Aquéllos fueron días convulsos para la cristiandad. Teníamos un papa simoníaco —un diablo español, coronado bajo el nombre de Alejandro VI, que había comprado con descaro su tiara en el último cónclave—, unos príncipes subyugados por la belleza de lo pagano y una marea de turcos armados hasta los dientes a la espera de una buena oportunidad para invadir el Mediterráneo occidental y convertirnos a todos al islam. Bien podía decirse que jamás nuestra fe había estado tan indefensa en sus casi mil quinientos años de historia.
Y allí se encontraba este siervo de Dios que os escribe. Apurando un siglo de cambios, una época en la que el mundo ensanchaba a diario sus fronteras y nos exigía un
esfuerzo de adaptación sin precedentes. Era como si, cada día que pasaba, la Tierra se hiciera más y más grande, forzándonos a una actualización permanente de nuestros conocimientos geográficos. Los clérigos ya intuíamos que no íbamos a dar abasto para predicar a un mundo poblado por millones de almas que jamás habían oído hablar de Cristo, y los más escépticos vaticinábamos un período de caos inminente, que traería la llegada a Europa de una nueva horda de paganos.
Pese a todo, fueron años excitantes. Años que contemplo con cierta nostalgia en mi vejez, desde este exilio que devora poco a poco mi salud y mis recuerdos. Las manos ya casi no me responden, la vista me flaquea, el cegador sol del sur de Egipto turba mi mente y sólo en las horas que preceden al alba soy capaz de ordenar mis pensamientos y reflexionar sobre la clase de destino que me ha traído hasta aquí. Un destino al que ni Platón, ni Alejandro VI, ni los paganos son ajenos.

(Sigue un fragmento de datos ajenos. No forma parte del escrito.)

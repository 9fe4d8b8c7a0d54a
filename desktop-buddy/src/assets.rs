use std::{
    collections::BTreeMap,
    fs, io,
    path::{Path, PathBuf},
};

use eframe::egui;
use image::{
    imageops::{self, FilterType},
    RgbaImage,
};
use thiserror::Error;
use tracing::{debug, info, warn};

use crate::config::BuddyConfig;

#[derive(Debug, Error)]
pub enum AssetError {
    #[error("asset {0} not found in any asset root")]
    Missing(String),
    #[error("failed decoding {}", .path.display())]
    Decode {
        path: PathBuf,
        #[source]
        source: image::ImageError,
    },
    #[error("sheet {} is narrower than one {frame_width}px frame", .path.display())]
    EmptySheet { path: PathBuf, frame_width: u32 },
    #[error("failed listing {}", .path.display())]
    ListDir {
        path: PathBuf,
        #[source]
        source: io::Error,
    },
}

/// Ordered frames of one animation in one direction. Never empty.
#[derive(Debug, Clone)]
pub struct FrameSet {
    frames: Vec<RgbaImage>,
}

impl FrameSet {
    pub fn len(&self) -> usize {
        self.frames.len()
    }

    pub fn frame(&self, index: usize) -> &RgbaImage {
        &self.frames[index % self.frames.len()]
    }

    pub fn iter(&self) -> impl Iterator<Item = &RgbaImage> {
        self.frames.iter()
    }
}

#[derive(Debug, Clone)]
pub struct DirectionalFrames {
    pub right: FrameSet,
    pub left: FrameSet,
}

impl DirectionalFrames {
    pub fn len(&self) -> usize {
        self.right.len()
    }

    pub fn frame_size(&self) -> [u32; 2] {
        let first = self.right.frame(0);
        [first.width(), first.height()]
    }
}

/// Decorative icons keyed by the file stem without the prefix.
#[derive(Debug, Clone, Default)]
pub struct IconCatalog {
    icons: BTreeMap<String, RgbaImage>,
}

impl IconCatalog {
    #[cfg(test)]
    fn is_empty(&self) -> bool {
        self.icons.is_empty()
    }

    pub fn len(&self) -> usize {
        self.icons.len()
    }

    #[cfg(test)]
    fn get(&self, key: &str) -> Option<&RgbaImage> {
        self.icons.get(key)
    }

    /// Keys in sorted order.
    pub fn keys(&self) -> Vec<String> {
        self.icons.keys().cloned().collect()
    }

    pub fn iter(&self) -> impl Iterator<Item = (&String, &RgbaImage)> {
        self.icons.iter()
    }
}

/// Splits a horizontal strip into equal frames, scales each with nearest
/// filtering, and builds the mirrored left-facing copy.
pub fn slice_sheet(
    sheet: &RgbaImage,
    frame_width: u32,
    frame_height: u32,
    scale: f32,
) -> Option<DirectionalFrames> {
    if frame_width == 0 || frame_height == 0 {
        return None;
    }
    let columns = sheet.width() / frame_width;
    if columns == 0 {
        return None;
    }
    let target_w = ((frame_width as f32 * scale) as u32).max(1);
    let target_h = ((frame_height as f32 * scale) as u32).max(1);

    let mut right = Vec::with_capacity(columns as usize);
    let mut left = Vec::with_capacity(columns as usize);
    for column in 0..columns {
        let frame = imageops::crop_imm(sheet, column * frame_width, 0, frame_width, frame_height)
            .to_image();
        let scaled = imageops::resize(&frame, target_w, target_h, FilterType::Nearest);
        left.push(imageops::flip_horizontal(&scaled));
        right.push(scaled);
    }
    Some(DirectionalFrames {
        right: FrameSet { frames: right },
        left: FrameSet { frames: left },
    })
}

pub fn load_sheet(
    path: &Path,
    frame_width: u32,
    frame_height: u32,
    scale: f32,
) -> Result<DirectionalFrames, AssetError> {
    let sheet = decode(path)?;
    slice_sheet(&sheet, frame_width, frame_height, scale).ok_or_else(|| AssetError::EmptySheet {
        path: path.to_path_buf(),
        frame_width,
    })
}

pub fn load_logo(path: &Path, size: u32) -> Option<RgbaImage> {
    match decode(path) {
        Ok(logo) => Some(imageops::resize(&logo, size, size, FilterType::Lanczos3)),
        Err(err) => {
            debug!(?err, "skipping logo");
            None
        }
    }
}

/// Loads every `<prefix>*.png` in `dir`. Unreadable files are skipped.
pub fn load_icons(dir: &Path, prefix: &str, size: u32) -> Result<IconCatalog, AssetError> {
    let entries = fs::read_dir(dir).map_err(|source| AssetError::ListDir {
        path: dir.to_path_buf(),
        source,
    })?;
    let mut catalog = IconCatalog::default();
    for entry in entries.flatten() {
        let path = entry.path();
        let Some(key) = icon_key(&path, prefix) else {
            continue;
        };
        match decode(&path) {
            Ok(icon) => {
                let icon = imageops::resize(&icon, size, size, FilterType::Lanczos3);
                catalog.icons.insert(key, icon);
            }
            Err(err) => debug!(?err, "skipping icon"),
        }
    }
    Ok(catalog)
}

fn icon_key(path: &Path, prefix: &str) -> Option<String> {
    if !path.extension()?.to_str()?.eq_ignore_ascii_case("png") {
        return None;
    }
    let key = path.file_stem()?.to_str()?.strip_prefix(prefix)?;
    if key.is_empty() {
        return None;
    }
    Some(key.to_owned())
}

fn decode(path: &Path) -> Result<RgbaImage, AssetError> {
    image::open(path)
        .map(|img| img.to_rgba8())
        .map_err(|source| AssetError::Decode {
            path: path.to_path_buf(),
            source,
        })
}

pub fn to_color_image(img: &RgbaImage) -> egui::ColorImage {
    let size = [img.width() as usize, img.height() as usize];
    egui::ColorImage::from_rgba_unmultiplied(size, img.as_raw())
}

pub fn detect_asset_roots() -> Vec<PathBuf> {
    let mut roots = Vec::new();
    let mut candidates = Vec::new();
    if let Ok(cwd) = std::env::current_dir() {
        candidates.push(cwd.join("assets"));
        candidates.push(cwd.clone());
    }
    if let Ok(exe) = std::env::current_exe() {
        if let Some(exe_dir) = exe.parent() {
            candidates.push(exe_dir.join("assets"));
            candidates.push(exe_dir.to_path_buf());
        }
    }
    for path in candidates {
        if path.is_dir() && !roots.iter().any(|existing| existing == &path) {
            roots.push(path);
        }
    }
    roots
}

pub fn resolve_asset_path(filename: &str, roots: &[PathBuf]) -> Option<PathBuf> {
    let clean = filename.trim().trim_start_matches(['/', '\\']);
    if clean.is_empty() {
        return None;
    }
    let rel = clean.replace('\\', "/");
    roots
        .iter()
        .map(|root| root.join(&rel))
        .find(|candidate| candidate.is_file())
}

/// Everything the buddy draws, decoded once at startup.
#[derive(Debug, Clone)]
pub struct BuddyAssets {
    pub idle: DirectionalFrames,
    pub walk: DirectionalFrames,
    pub logo: Option<RgbaImage>,
    pub icons: IconCatalog,
}

impl BuddyAssets {
    pub fn load(config: &BuddyConfig) -> Result<Self, AssetError> {
        let roots = match &config.asset_dir {
            Some(dir) => vec![dir.clone()],
            None => detect_asset_roots(),
        };
        Self::load_from(config, &roots)
    }

    pub fn load_from(config: &BuddyConfig, roots: &[PathBuf]) -> Result<Self, AssetError> {
        let sprite = &config.sprite;
        let required = |filename: &str| {
            resolve_asset_path(filename, roots)
                .ok_or_else(|| AssetError::Missing(filename.to_owned()))
        };

        let idle = load_sheet(
            &required(&sprite.idle_sheet)?,
            sprite.frame_width,
            sprite.frame_height,
            sprite.scale,
        )?;
        let walk = load_sheet(
            &required(&sprite.walk_sheet)?,
            sprite.frame_width,
            sprite.frame_height,
            sprite.scale,
        )?;

        let logo = resolve_asset_path(&sprite.logo_file, roots)
            .and_then(|path| load_logo(&path, sprite.logo_size));

        let icon_dir = config
            .icon_dir
            .clone()
            .or_else(|| roots.first().cloned());
        let icons = match icon_dir {
            Some(dir) => load_icons(&dir, &config.icon_prefix, sprite.icon_size)
                .unwrap_or_else(|err| {
                    warn!(?err, "icon directory unavailable; bubbles will have no icons");
                    IconCatalog::default()
                }),
            None => IconCatalog::default(),
        };

        info!(
            idle_frames = idle.len(),
            walk_frames = walk.len(),
            logo = logo.is_some(),
            icons = icons.len(),
            "loaded buddy assets"
        );
        Ok(Self {
            idle,
            walk,
            logo,
            icons,
        })
    }
}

Pero no adelantaré acontecimientos.
Baste decir que ahora, al fin, estoy solo. De los secretarios que un día tuve no queda ya ninguno, y hoy apenas Abdul, un joven que no habla mi idioma y que me cree un santón excéntrico que ha venido a morir a su tierra, atiende mis necesidades más elementales. Malvivo aislado en esta antigua tumba excavada en la roca, rodeado de polvo y arena, amenazado por los escorpiones y casi impedido de las dos piernas. Cada día, el fiel Abdul sube hasta este cubículo una torta ácima y lo que buenamente sobra en su casa. Él es como el cuervo que durante sesenta años llevó en su pico media onza de pan a Pablo el Ermitaño, que murió con más de cien años en estas mismas tierras. Abdul, a diferencia de aquel pájaro de buen agüero, sonríe cuando me lo entrega, sin saber bien qué más hacer. Es suficiente. Para alguien que ha pecado tanto como yo, toda contemplación se convierte en un premio inesperado del Creador.

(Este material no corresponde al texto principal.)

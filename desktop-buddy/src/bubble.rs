use eframe::egui::{Pos2, Rect, Vec2};
use tracing::debug;

/// Fraction of the character box where the bubble tail points.
const MOUTH_FRACTION: f32 = 0.35;
/// Distance from the bubble's bottom edge to the tail tip.
const TAIL_INSET: f32 = 4.0;
const TAIL_GAP: f32 = 4.0;

#[derive(Debug, Clone, Copy, PartialEq, Eq)]
pub enum BubblePhase {
    Absent,
    Appearing,
    Steady,
    Disappearing,
}

#[derive(Debug, Clone, PartialEq, Eq)]
pub struct BubbleContent {
    pub message: String,
    pub icon_key: Option<String>,
}

#[derive(Debug, Clone, Copy, PartialEq, Eq, Hash, PartialOrd, Ord)]
pub struct SurfaceId(pub u64);

#[derive(Debug, Clone, Copy, PartialEq, Eq)]
pub enum ShowOutcome {
    Allocated(SurfaceId),
    Reused(SurfaceId),
}

impl ShowOutcome {
    pub fn surface(self) -> SurfaceId {
        match self {
            Self::Allocated(id) | Self::Reused(id) => id,
        }
    }
}

#[derive(Debug, Clone, Copy, PartialEq, Eq)]
pub enum FadeProgress {
    /// Another fade step should be scheduled.
    Continue,
    /// Fade-in reached full opacity, or was halted by a fade-out request.
    Settled,
    /// Fade-out reached zero and the surface was released.
    Closed(SurfaceId),
}

/// Content, visibility and opacity of the single speech bubble.
#[derive(Debug, Clone)]
pub struct BubbleLifecycle {
    phase: BubblePhase,
    step: u32,
    fade_steps: u32,
    content: Option<BubbleContent>,
    surface: Option<SurfaceId>,
    next_surface: u64,
    position: Pos2,
}

impl BubbleLifecycle {
    pub fn new(fade_steps: u32) -> Self {
        Self {
            phase: BubblePhase::Absent,
            step: 0,
            fade_steps: fade_steps.max(1),
            content: None,
            surface: None,
            next_surface: 1,
            position: Pos2::ZERO,
        }
    }

    pub fn phase(&self) -> BubblePhase {
        self.phase
    }

    pub fn is_attached(&self) -> bool {
        self.phase != BubblePhase::Absent
    }

    #[cfg(test)]
    pub fn step(&self) -> u32 {
        self.step
    }

    pub fn opacity(&self) -> f32 {
        if self.phase == BubblePhase::Absent {
            return 0.0;
        }
        self.step as f32 / self.fade_steps as f32
    }

    pub fn content(&self) -> Option<&BubbleContent> {
        self.content.as_ref()
    }

    pub fn surface(&self) -> Option<SurfaceId> {
        self.surface
    }

    pub fn position(&self) -> Pos2 {
        self.position
    }

    /// Shows new content, allocating a surface only when none exists, and
    /// restarts the fade-in from zero.
    pub fn show(&mut self, content: BubbleContent) -> ShowOutcome {
        let outcome = match self.surface {
            Some(id) if self.phase != BubblePhase::Absent => ShowOutcome::Reused(id),
            _ => {
                let id = SurfaceId(self.next_surface);
                self.next_surface += 1;
                self.surface = Some(id);
                debug!(surface = id.0, "allocated bubble surface");
                ShowOutcome::Allocated(id)
            }
        };
        self.content = Some(content);
        self.phase = BubblePhase::Appearing;
        self.step = 0;
        outcome
    }

    pub fn fade_in_step(&mut self) -> FadeProgress {
        if self.phase != BubblePhase::Appearing {
            return FadeProgress::Settled;
        }
        self.step = (self.step + 1).min(self.fade_steps);
        if self.step == self.fade_steps {
            self.phase = BubblePhase::Steady;
            FadeProgress::Settled
        } else {
            FadeProgress::Continue
        }
    }

    /// Starts the fade-out from full opacity. Returns false when there is
    /// nothing to fade or a fade-out is already running.
    pub fn begin_fade_out(&mut self) -> bool {
        match self.phase {
            BubblePhase::Absent | BubblePhase::Disappearing => false,
            BubblePhase::Appearing | BubblePhase::Steady => {
                self.phase = BubblePhase::Disappearing;
                self.step = self.fade_steps;
                true
            }
        }
    }

    pub fn fade_out_step(&mut self) -> FadeProgress {
        if self.phase != BubblePhase::Disappearing {
            return FadeProgress::Settled;
        }
        self.step = self.step.saturating_sub(1);
        if self.step > 0 {
            return FadeProgress::Continue;
        }
        self.phase = BubblePhase::Absent;
        self.content = None;
        match self.surface.take() {
            Some(id) => {
                debug!(surface = id.0, "released bubble surface");
                FadeProgress::Closed(id)
            }
            None => FadeProgress::Settled,
        }
    }

    pub fn reposition(&mut self, position: Pos2) {
        self.position = position;
    }
}

/// Top-left corner of the bubble so its tail sits under the character's mouth,
/// kept fully on screen.
pub fn place_bubble(character: Rect, bubble_size: Vec2, screen: Vec2) -> Pos2 {
    let mouth_x = character.min.x + (character.width() * MOUTH_FRACTION).trunc();
    let mouth_y = character.min.y + (character.height() * MOUTH_FRACTION).trunc();

    let tail_x_offset = (bubble_size.x / 2.0).floor();
    let tail_y_offset = bubble_size.y - TAIL_INSET;

    let x = mouth_x - tail_x_offset;
    let y = mouth_y - tail_y_offset - TAIL_GAP;

    Pos2::new(
        x.min(screen.x - bubble_size.x).max(0.0),
        y.min(screen.y - bubble_size.y).max(0.0),
    )
}

#[cfg(test)]
mod tests {
    use eframe::egui::{Pos2, Rect, Vec2};

    use super::{
        place_bubble, BubbleContent, BubbleLifecycle, BubblePhase, FadeProgress, ShowOutcome,
        SurfaceId,
    };

    fn content(message: &str, icon: Option<&str>) -> BubbleContent {
        BubbleContent {
            message: message.to_owned(),
            icon_key: icon.map(str::to_owned),
        }
    }

    #[test]
    fn fade_in_walks_tenths_up_to_steady() {
        let mut bubble = BubbleLifecycle::new(10);
        assert_eq!(bubble.show(content("hi", None)), ShowOutcome::Allocated(SurfaceId(1)));
        let mut opacities = vec![bubble.opacity()];
        loop {
            let progress = bubble.fade_in_step();
            opacities.push(bubble.opacity());
            if progress != FadeProgress::Continue {
                break;
            }
        }
        assert_eq!(opacities.len(), 11);
        for (i, opacity) in opacities.iter().enumerate() {
            assert!((opacity - i as f32 / 10.0).abs() < 1e-6);
        }
        assert_eq!(bubble.phase(), BubblePhase::Steady);
    }

    #[test]
    fn fade_out_request_halts_fade_in() {
        let mut bubble = BubbleLifecycle::new(10);
        bubble.show(content("hi", None));
        bubble.fade_in_step();
        bubble.fade_in_step();
        assert!(bubble.begin_fade_out());
        assert_eq!(bubble.fade_in_step(), FadeProgress::Settled);
        assert_eq!(bubble.phase(), BubblePhase::Disappearing);
        assert_eq!(bubble.step(), 10);
    }

    #[test]
    fn fade_out_releases_surface_and_clears_content() {
        let mut bubble = BubbleLifecycle::new(4);
        bubble.show(content("bye", Some("star")));
        assert!(bubble.begin_fade_out());
        let mut last = bubble.opacity();
        let closed = loop {
            match bubble.fade_out_step() {
                FadeProgress::Continue => {
                    assert!(bubble.opacity() <= last);
                    last = bubble.opacity();
                }
                other => break other,
            }
        };
        assert_eq!(closed, FadeProgress::Closed(SurfaceId(1)));
        assert_eq!(bubble.phase(), BubblePhase::Absent);
        assert!(bubble.content().is_none());
        assert!(bubble.surface().is_none());
        assert_eq!(bubble.opacity(), 0.0);

        assert_eq!(bubble.show(content("again", None)), ShowOutcome::Allocated(SurfaceId(2)));
        assert_eq!(bubble.content(), Some(&content("again", None)));
    }

    #[test]
    fn show_while_steady_reuses_surface_and_resets_counter() {
        let mut bubble = BubbleLifecycle::new(10);
        bubble.show(content("A", None));
        while bubble.fade_in_step() == FadeProgress::Continue {}
        assert_eq!(bubble.phase(), BubblePhase::Steady);

        assert_eq!(bubble.show(content("B", None)), ShowOutcome::Reused(SurfaceId(1)));
        assert_eq!(bubble.step(), 0);
        assert_eq!(bubble.phase(), BubblePhase::Appearing);
        assert_eq!(bubble.content().map(|c| c.message.as_str()), Some("B"));
    }

    #[test]
    fn show_while_disappearing_overrides_fade_out() {
        let mut bubble = BubbleLifecycle::new(10);
        bubble.show(content("A", None));
        bubble.begin_fade_out();
        bubble.fade_out_step();
        assert_eq!(bubble.show(content("B", None)), ShowOutcome::Reused(SurfaceId(1)));
        assert_eq!(bubble.phase(), BubblePhase::Appearing);
        assert_eq!(bubble.fade_out_step(), FadeProgress::Settled);
        assert_eq!(bubble.fade_in_step(), FadeProgress::Continue);
    }

    #[test]
    fn repeated_dismiss_does_not_restart_fade_out() {
        let mut bubble = BubbleLifecycle::new(10);
        assert!(!bubble.begin_fade_out());
        bubble.show(content("A", None));
        assert!(bubble.begin_fade_out());
        bubble.fade_out_step();
        assert!(!bubble.begin_fade_out());
        assert_eq!(bubble.step(), 9);
    }

    #[test]
    fn places_tail_under_mouth() {
        let character = Rect::from_min_size(Pos2::new(500.0, 700.0), Vec2::new(179.0, 200.0));
        let pos = place_bubble(character, Vec2::new(170.0, 70.0), Vec2::new(1920.0, 1080.0));
        // mouth = (500 + 62, 700 + 70), tail offset = (85, 66), gap 4
        assert_eq!(pos, Pos2::new(477.0, 700.0));
    }

    #[test]
    fn clamps_bubble_onto_screen() {
        let size = Vec2::new(170.0, 70.0);
        let screen = Vec2::new(1000.0, 600.0);
        let near_left = Rect::from_min_size(Pos2::new(0.0, 10.0), Vec2::new(100.0, 100.0));
        assert_eq!(place_bubble(near_left, size, screen), Pos2::new(0.0, 0.0));

        let near_right = Rect::from_min_size(Pos2::new(990.0, 400.0), Vec2::new(100.0, 100.0));
        assert_eq!(place_bubble(near_right, size, screen), Pos2::new(830.0, 365.0));

        let tiny_screen = Vec2::new(100.0, 50.0);
        assert_eq!(place_bubble(near_right, size, tiny_screen), Pos2::new(0.0, 0.0));
    }
}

Pero además de soledad, también la lástima ha terminado por corroer mi alma. Me apena que Abdul nunca sepa qué me trajo a su aldea. No sabría explicárselo por señas. Tampoco podrá leer jamás estas líneas, y aun en el remoto caso de que las encuentre tras mi muerte y las venda a algún camellero, dudo que sirvan para algo más que para avivar una hoguera en las frías noches del desierto. Nadie aquí entiende el latín ni lengua romance alguna. Y cada vez que Abdul me encuentra frente a estos pliegos se encoge de hombros, atónito, a sabiendas de estar perdiéndose algo importante.

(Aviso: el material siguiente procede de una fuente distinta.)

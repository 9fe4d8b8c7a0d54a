use eframe::egui::{Pos2, Vec2};
use rand::Rng;
use tracing::debug;

use crate::{
    bubble::{
        place_bubble, BubbleContent, BubbleLifecycle, BubblePhase, FadeProgress, ShowOutcome,
        SurfaceId,
    },
    config::BuddyConfig,
    messages::MessageCatalog,
    motion::{FrameRef, MotionController, MotionParams},
    timers::{FiredTimer, TimerPurpose, TimerQueue},
};

#[derive(Debug, Clone, Copy, PartialEq, Eq)]
pub struct Schedule {
    pub tick_ms: u64,
    pub display_interval_ms: u64,
    pub display_duration_ms: u64,
    pub fade_interval_ms: u64,
    pub fade_steps: u32,
}

impl From<&BuddyConfig> for Schedule {
    fn from(config: &BuddyConfig) -> Self {
        Self {
            tick_ms: config.motion.tick_ms.max(1),
            display_interval_ms: config.bubble.interval_ms.max(1),
            display_duration_ms: config.bubble.duration_ms,
            fade_interval_ms: config.bubble.fade_interval_ms.max(1),
            fade_steps: config.bubble.fade_steps.max(1),
        }
    }
}

/// Sizes the companion needs to lay itself out.
#[derive(Debug, Clone, Copy, PartialEq)]
pub struct Layout {
    /// Character surface, sprite plus footer.
    pub surface_size: Vec2,
    pub bubble_size: Vec2,
    pub screen: Vec2,
    pub ground_margin: f32,
    pub walk_frames: usize,
}

impl Layout {
    fn base_y(&self) -> f32 {
        (self.screen.y - self.surface_size.y - self.ground_margin).max(0.0)
    }
}

#[derive(Debug, Clone, PartialEq)]
pub struct BubbleView {
    pub surface: SurfaceId,
    pub phase: BubblePhase,
    pub position: Pos2,
    pub size: Vec2,
    pub opacity: f32,
    pub message: String,
    pub icon_key: Option<String>,
}

/// Owns all choreography state: motion, bubble and the timers driving them.
pub struct Companion<R: Rng> {
    schedule: Schedule,
    layout: Layout,
    motion: MotionController,
    bubble: BubbleLifecycle,
    timers: TimerQueue,
    messages: MessageCatalog,
    icon_keys: Vec<String>,
    identity: String,
    rng: R,
}

impl<R: Rng> Companion<R> {
    pub fn new(
        config: &BuddyConfig,
        layout: Layout,
        identity: String,
        icon_keys: Vec<String>,
        mut rng: R,
    ) -> Self {
        let schedule = Schedule::from(config);
        let max_x = (layout.screen.x - layout.surface_size.x).max(0.0) as i64;
        let start_x = rng.gen_range(0..=max_x) as f32;
        let motion = MotionController::new(
            MotionParams::from(&config.motion),
            layout.surface_size,
            layout.screen,
            layout.base_y(),
            start_x,
            layout.walk_frames,
        );

        let mut timers = TimerQueue::new();
        timers.arm(TimerPurpose::MotionTick, 0);
        timers.arm(TimerPurpose::DisplayTrigger, schedule.display_interval_ms);

        Self {
            schedule,
            layout,
            motion,
            bubble: BubbleLifecycle::new(schedule.fade_steps),
            timers,
            messages: MessageCatalog::from_templates(&config.messages),
            icon_keys,
            identity,
            rng,
        }
    }

    pub fn now_ms(&self) -> u64 {
        self.timers.now_ms()
    }

    pub fn next_deadline(&self) -> Option<u64> {
        self.timers.next_deadline()
    }

    #[cfg(test)]
    pub fn motion(&self) -> &MotionController {
        &self.motion
    }

    #[cfg(test)]
    pub fn bubble(&self) -> &BubbleLifecycle {
        &self.bubble
    }

    #[cfg(test)]
    pub fn identity(&self) -> &str {
        &self.identity
    }

    pub fn character_position(&self) -> Pos2 {
        self.motion.position()
    }

    pub fn frame(&self) -> FrameRef {
        self.motion.state().frame
    }

    pub fn bubble_view(&self) -> Option<BubbleView> {
        let surface = self.bubble.surface()?;
        let content = self.bubble.content()?;
        Some(BubbleView {
            surface,
            phase: self.bubble.phase(),
            position: self.bubble.position(),
            size: self.layout.bubble_size,
            opacity: self.bubble.opacity(),
            message: content.message.clone(),
            icon_key: content.icon_key.clone(),
        })
    }

    /// Runs every timer due at or before `now_ms`, in deadline order.
    pub fn advance_to(&mut self, now_ms: u64) {
        while let Some(fired) = self.timers.pop_due(now_ms) {
            self.dispatch(fired);
        }
        self.timers.settle(now_ms);
    }

    /// Pointer click on the bubble.
    pub fn dismiss(&mut self) {
        self.begin_fade_out();
    }

    pub fn set_screen(&mut self, screen: Vec2) {
        if self.layout.screen == screen {
            return;
        }
        self.layout.screen = screen;
        self.motion.set_screen(screen, self.layout.base_y());
        if self.bubble.is_attached() {
            self.reposition_bubble();
        }
    }

    fn dispatch(&mut self, fired: FiredTimer) {
        match fired.purpose {
            TimerPurpose::MotionTick => self.on_motion_tick(),
            TimerPurpose::DisplayTrigger => self.on_display_trigger(),
            TimerPurpose::FadeOutStart => self.begin_fade_out(),
            TimerPurpose::FadeStep => self.on_fade_step(),
        }
    }

    fn on_motion_tick(&mut self) {
        self.motion.tick();
        if self.bubble.is_attached() {
            self.reposition_bubble();
        }
        self.timers.arm(TimerPurpose::MotionTick, self.schedule.tick_ms);
    }

    fn on_display_trigger(&mut self) {
        let message = self.messages.pick(&self.identity, &mut self.rng);
        let icon_key = if self.icon_keys.is_empty() {
            None
        } else {
            let index = self.rng.gen_range(0..self.icon_keys.len());
            Some(self.icon_keys[index].clone())
        };
        debug!(%message, icon = ?icon_key, now_ms = self.now_ms(), "display trigger");

        let outcome = self.bubble.show(BubbleContent { message, icon_key });
        debug!(
            surface = outcome.surface().0,
            reused = matches!(outcome, ShowOutcome::Reused(_)),
            "bubble shown"
        );
        self.reposition_bubble();

        // Arming replaces any fade timers left over from the previous cycle.
        self.timers.arm(TimerPurpose::FadeStep, self.schedule.fade_interval_ms);
        self.timers.arm(TimerPurpose::FadeOutStart, self.schedule.display_duration_ms);
        self.timers.arm(TimerPurpose::DisplayTrigger, self.schedule.display_interval_ms);
    }

    fn begin_fade_out(&mut self) {
        if self.bubble.begin_fade_out() {
            self.timers.cancel(TimerPurpose::FadeOutStart);
            self.timers.arm(TimerPurpose::FadeStep, self.schedule.fade_interval_ms);
        }
    }

    fn on_fade_step(&mut self) {
        let progress = match self.bubble.phase() {
            BubblePhase::Appearing => self.bubble.fade_in_step(),
            BubblePhase::Disappearing => self.bubble.fade_out_step(),
            BubblePhase::Absent | BubblePhase::Steady => FadeProgress::Settled,
        };
        match progress {
            FadeProgress::Continue => {
                self.timers.arm(TimerPurpose::FadeStep, self.schedule.fade_interval_ms);
            }
            FadeProgress::Settled => {}
            FadeProgress::Closed(_) => {
                self.timers.cancel(TimerPurpose::FadeOutStart);
            }
        }
    }

    fn reposition_bubble(&mut self) {
        let position = place_bubble(
            self.motion.bounds(),
            self.layout.bubble_size,
            self.layout.screen,
        );
        self.bubble.reposition(position);
    }
}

Esa idea me mortifica día a día. La certeza íntima de que ningún cristiano llegará jamás a leer estas páginas atolondra mi lucidez y llena mis ojos de lágrimas. Cuando termine de redactarlas, pediré que las entierren junto a mis despojos, esperando que el Ángel de la Muerte se acuerde de recogerlas y llevarlas ante el Padre Eterno cuando se celebre el juicio por mi alma. Triste es la historia: los secretos más grandes son los que nunca emergen a la luz.
¿Lo conseguirá el mío? Lo dudo.
Aquí, en las cuevas que llaman de Yabal al-Tarif, a pocos pasos de este gran Nilo que bendice con sus aguas un desierto inhóspito y vacío, sólo ruego a Dios que me dé el tiempo suficiente para justificar por escrito mis actos. Estoy tan lejos de los privilegios que un día tuve en Roma, que aunque el nuevo papa me perdonara sé que ya no sería capaz de regresar al redil de Dios. No soportaría dejar de escuchar los lejanos lamentos de los muecines desde sus minaretes, y la añoranza de esta tierra que me ha acogido con tanta generosidad torturaría mis últimos días.
Mi consuelo es ordenar aquellos sucesos tal y como
acontecieron. Algunos los viví en mis carnes. De otros, en cambio, tuve noticia mucho tiempo después de ocurridos. Sin embargo, puestos los unos tras los otros, os darán, hipotético lector, una idea de la magnitud del enigma que alteró mi existencia.
No. No puedo dar más la espalda al destino. Y ahora que he reflexionado sobre cuanto han visto mis ojos, me veo en la obligación de contarlo… aunque a nadie le sirva.
2
Este acertijo arranca la noche del 2 de enero de 1497, lejos, muy lejos de Egipto. Aquel invierno de hace cuatro décadas fue el más frío que recuerdan las crónicas. Había nevado copiosamente y toda la Lombardía estaba cubierta bajo un espeso manto blanco. Los conventos de San Ambrosio, San Lorenzo y San Eustorgio, e incluso los pináculos de la catedral, habían desaparecido bajo la niebla. Los carros de leña eran lo único que se movía en las calles, y media Milán dormitaba envuelta en un silencio que parecía llevar instalado allí siglos.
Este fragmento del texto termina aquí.